VI 3c. Oracion
¡Oh dulcísima Virgen! Pues que vuestro empleo es el de interponeros como defensora entre Dios y los pecadores, haced por mí siempre oficio tan amoroso.
Y no digáis que es difícil mi causa y no me podéis defender, porque ninguna tuvo mal éxito, por desesperada que fuese, patrocinada por Vos. ¿Y se ha de perder la mía? No, no se perderá.
Es cierto que si sólo mirase a lo que merecen mis pecados, temería con gran razón que os negaseis a encargaros de ella; pero como conozco vuestra piedad y el deseo que arde en vuestro benignísimo corazón de ayudar a los desgraciados, nada temo.
¿Quién nunca se perdió que a Vos acudiese? Vos me amparáis, abogada mía, refugio mío, esperanza mía, amada Madre mía.
En vuestras manos pongo el negocio de mi eterna salvación. En vuestras manos encomiendo mi alma; Vos la habéis de salvar.
No cesaré de bendecir al Señor, porque me da en Vos esta confianza, la cual es tan grande, que, sobrepujando a todos mis méritos, me alienta y asegura de mi salvación.
Un sólo recelo me queda, y es si llegaré a faltar por mi negligencia en esta confianza de hijo que siento en Vos ahora.

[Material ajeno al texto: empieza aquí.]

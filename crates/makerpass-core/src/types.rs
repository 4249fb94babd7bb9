use crate::{Result, constants::CARD_CODE_LENGTH, error::Error};
use serde::{Deserialize, Serialize};
use std::fmt;
use subtle::ConstantTimeEq;

/// RFID card code (8 uppercase hex digits)
///
/// Codes are normalized on construction (trimmed and uppercased), so two
/// codes that differ only in letter case compare equal.
///
/// # Security
/// This type implements constant-time comparison so that matching a scanned
/// card against the master key does not leak how many leading digits agree.
#[derive(Debug, Clone, Eq, Serialize, Deserialize)]
#[serde(try_from = "String", into = "String")]
pub struct CardCode(String);

impl CardCode {
    /// Create a new card code with validation.
    ///
    /// # Errors
    /// Returns `Error::InvalidCardCode` if:
    /// - The code is not exactly 8 characters after trimming
    /// - The code contains non-hex characters
    pub fn new(code: &str) -> Result<Self> {
        let code = code.trim().to_ascii_uppercase();

        if code.len() != CARD_CODE_LENGTH {
            return Err(Error::InvalidCardCode(format!(
                "Card code must be {CARD_CODE_LENGTH} hex digits, got {} chars",
                code.len()
            )));
        }

        if !code.bytes().all(|b| b.is_ascii_hexdigit()) {
            return Err(Error::InvalidCardCode(format!(
                "Card code must be hexadecimal: {code}"
            )));
        }

        Ok(CardCode(code))
    }

    /// Render a raw 32-bit Wiegand code as a zero-padded hex card code.
    ///
    /// # Examples
    ///
    /// ```
    /// use makerpass_core::CardCode;
    ///
    /// let code = CardCode::from_wiegand(0x00AB_12CD);
    /// assert_eq!(code.as_str(), "00AB12CD");
    /// ```
    #[must_use]
    pub fn from_wiegand(raw: u32) -> Self {
        CardCode(format!("{raw:08X}"))
    }

    /// Get the card code as a string slice.
    #[must_use]
    pub fn as_str(&self) -> &str {
        &self.0
    }
}

impl fmt::Display for CardCode {
    fn fmt(&self, f: &mut fmt::Formatter) -> fmt::Result {
        write!(f, "{}", self.0)
    }
}

impl std::str::FromStr for CardCode {
    type Err = Error;

    fn from_str(s: &str) -> Result<Self> {
        CardCode::new(s)
    }
}

impl TryFrom<String> for CardCode {
    type Error = Error;

    fn try_from(value: String) -> Result<Self> {
        CardCode::new(&value)
    }
}

impl From<CardCode> for String {
    fn from(code: CardCode) -> Self {
        code.0
    }
}

/// Constant-time comparison implementation for CardCode
impl PartialEq for CardCode {
    fn eq(&self, other: &Self) -> bool {
        self.0.as_bytes().ct_eq(other.0.as_bytes()).into()
    }
}

impl std::hash::Hash for CardCode {
    fn hash<H: std::hash::Hasher>(&self, state: &mut H) {
        self.0.hash(state);
    }
}

/// Kind of load the relay controls.
///
/// Fixed for the life of the process; selects the relay lifecycle branch.
#[derive(Debug, Clone, Copy, PartialEq, Eq, Hash, Serialize, Deserialize)]
#[serde(rename_all = "lowercase")]
pub enum DeviceType {
    /// Door lock: the relay is pulsed for a fixed duration per grant.
    Door,
    /// Machine power: the relay stays energized for an explicit session.
    Machine,
}

impl DeviceType {
    /// Returns `true` for machine devices.
    #[inline]
    #[must_use]
    pub fn is_machine(self) -> bool {
        matches!(self, DeviceType::Machine)
    }
}

impl fmt::Display for DeviceType {
    fn fmt(&self, f: &mut fmt::Formatter) -> fmt::Result {
        match self {
            DeviceType::Door => write!(f, "door"),
            DeviceType::Machine => write!(f, "machine"),
        }
    }
}

/// Screen the controller asks the display to show.
///
/// Rendering is owned by the display driver; these requests only carry the
/// state to present.
#[derive(Debug, Clone, PartialEq, Eq)]
pub enum DisplayRequest {
    /// Link or socket lost; only the master key works.
    Offline,
    /// Authenticated and idle.
    Ready { resource_name: String },
    /// Authenticated, but the authority reports the resource as disabled.
    ResourceDisabled,
    /// Door relay energized; whole seconds until it closes.
    DoorCountdown { user: String, remaining_secs: u64 },
    /// Machine session started.
    SessionStarted { user: String },
    /// Machine session running for `elapsed_secs`.
    SessionRuntime { user: String, elapsed_secs: u64 },
    /// Machine session ended.
    SessionEnded { user: String },
    /// Authority denied the scan.
    AccessDenied { reason: String },
    /// Scan denied locally because the authority is unreachable.
    OfflineDenied,
    /// Authority reported an error.
    Error { message: String },
}

impl DisplayRequest {
    /// Two-line text rendering used by text displays and logs.
    #[must_use]
    pub fn lines(&self) -> (String, String) {
        match self {
            DisplayRequest::Offline => ("Offline".into(), "Master Key Only".into()),
            DisplayRequest::Ready { resource_name } => (resource_name.clone(), "Scan card".into()),
            DisplayRequest::ResourceDisabled => ("Resource Disabled".into(), String::new()),
            DisplayRequest::DoorCountdown {
                user,
                remaining_secs,
            } => ("Access Granted".into(), format!("{user} in {remaining_secs} s")),
            DisplayRequest::SessionStarted { user } => (user.clone(), "Session Started".into()),
            DisplayRequest::SessionRuntime { user, elapsed_secs } => {
                let hours = elapsed_secs / 3600;
                let mins = (elapsed_secs / 60) % 60;
                let secs = elapsed_secs % 60;
                (user.clone(), format!("{hours:02}:{mins:02}:{secs:02}"))
            }
            DisplayRequest::SessionEnded { user } => ("Session Ended".into(), user.clone()),
            DisplayRequest::AccessDenied { reason } => ("Access Denied".into(), reason.clone()),
            DisplayRequest::OfflineDenied => ("Offline".into(), "Access Denied".into()),
            DisplayRequest::Error { message } => ("Error".into(), message.clone()),
        }
    }
}

impl fmt::Display for DisplayRequest {
    fn fmt(&self, f: &mut fmt::Formatter) -> fmt::Result {
        let (first, second) = self.lines();
        if second.is_empty() {
            write!(f, "{first}")
        } else {
            write!(f, "{first} | {second}")
        }
    }
}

Para que asi no suceda, os pido por el amor que tenéis a nuestro divino Salvador, que conservéis y aumentéis cada día más y más en mi ánimo esta segurísima confianza en vuestra intercesión, por la cual espero recuperar la gracia que perdí pecando locamente, conservarla con vuestro auxilio poderoso y conseguir después cantar en el Cielo tantas misericordias viendo y gozando a Dios en vuestra compañía por todos los siglos de los siglos. Amén.